ENZIMAS DE RESTRICCIÓN: es un tipo de enzimas denominadas endonucleasas de
restricción que reconocen una secuencia específica de nucleótidos (denominada sitio
de restricción) de una molécula de DNA de doble cadena, y cortan el DNA por esa
secuencia
Tipo I cortan las dos cadenas del DNA en una posición aleatoria a cierta distancia del
sitio de restricción. No se utilizan normalmente en la investigación de DNA
recombinante ya que el sitio de corte no es preciso.

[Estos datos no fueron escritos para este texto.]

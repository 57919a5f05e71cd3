//! Notification multiplexer
//!
//! Fans transport notifications out to per-feature listeners. One
//! transport registration is opened per characteristic and shared by every
//! listener on it; the last cancellation closes it. Each listener runs on
//! its own task behind an unbounded queue, so a slow or panicking listener
//! never holds up the others.

use std::any::Any;
use std::collections::HashMap;
use std::panic::{catch_unwind, AssertUnwindSafe};
use std::sync::atomic::{AtomicBool, AtomicU64, Ordering};
use std::sync::{Arc, Mutex, MutexGuard, Weak};

use tokio::sync::mpsc;
use uuid::Uuid;

use super::dispatcher::CommandDispatcher;
use super::{IO_TARGET, NOTIFICATION_TARGET};
use crate::ble::transport::{NotifyCallback, TransportSubscription};
use crate::error::F1Error;
use crate::protocol::codec::{self, FromFeatureValue};
use crate::protocol::registry::{Feature, Operation};

struct Listener {
    queue: mpsc::UnboundedSender<Vec<u8>>,
    active: Arc<AtomicBool>,
}

/// Listeners sharing one characteristic.
struct Channel {
    transport: TransportSubscription,
    listeners: HashMap<u64, Listener>,
}

struct MuxInner {
    dispatcher: Arc<CommandDispatcher>,
    channels: Mutex<HashMap<Uuid, Channel>>,
    /// Serializes subscribe and cancel so reference counts and transport
    /// registrations never disagree.
    changes: tokio::sync::Mutex<()>,
    closed: AtomicBool,
    next_id: AtomicU64,
}

impl MuxInner {
    fn channels(&self) -> MutexGuard<'_, HashMap<Uuid, Channel>> {
        self.channels
            .lock()
            .unwrap_or_else(|poisoned| poisoned.into_inner())
    }

    fn fan_out(&self, characteristic: Uuid, bytes: &[u8]) {
        let channels = self.channels();
        let Some(channel) = channels.get(&characteristic) else {
            return;
        };
        log::debug!(
            target: IO_TARGET,
            "notify {} <- {} ({} listeners)",
            characteristic,
            hex::encode(bytes),
            channel.listeners.len()
        );
        for listener in channel.listeners.values() {
            if listener.active.load(Ordering::SeqCst) {
                let _ = listener.queue.send(bytes.to_vec());
            }
        }
    }
}

/// A caller's handle on one listener. Dropping it does not cancel.
#[derive(Debug)]
pub struct Subscription {
    id: u64,
    feature: Feature,
    active: Arc<AtomicBool>,
    owner: Weak<MuxInner>,
}

impl std::fmt::Debug for MuxInner {
    fn fmt(&self, f: &mut std::fmt::Formatter<'_>) -> std::fmt::Result {
        f.debug_struct("NotificationMultiplexer")
            .field("closed", &self.closed.load(Ordering::SeqCst))
            .finish()
    }
}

TIPO II reconocen una secuencia específica y cortan las dos cadenas de la molécula de
DNA con absoluta precisión dentro de la secuencia reconocida. Se usan ampliamente
en investigación de DNA recombinante puesto que cortan en sitios específicos. Las
secuencias reconocidas por las enzimas de Tipo II son simétricas (“palindrómicas”), es
decir, la secuencia de una de las cadenas leída en dirección 5' 􀃖 3' es la misma que la
secuencia de la cadena complementaria leída también en dirección 5' 􀃖 3'.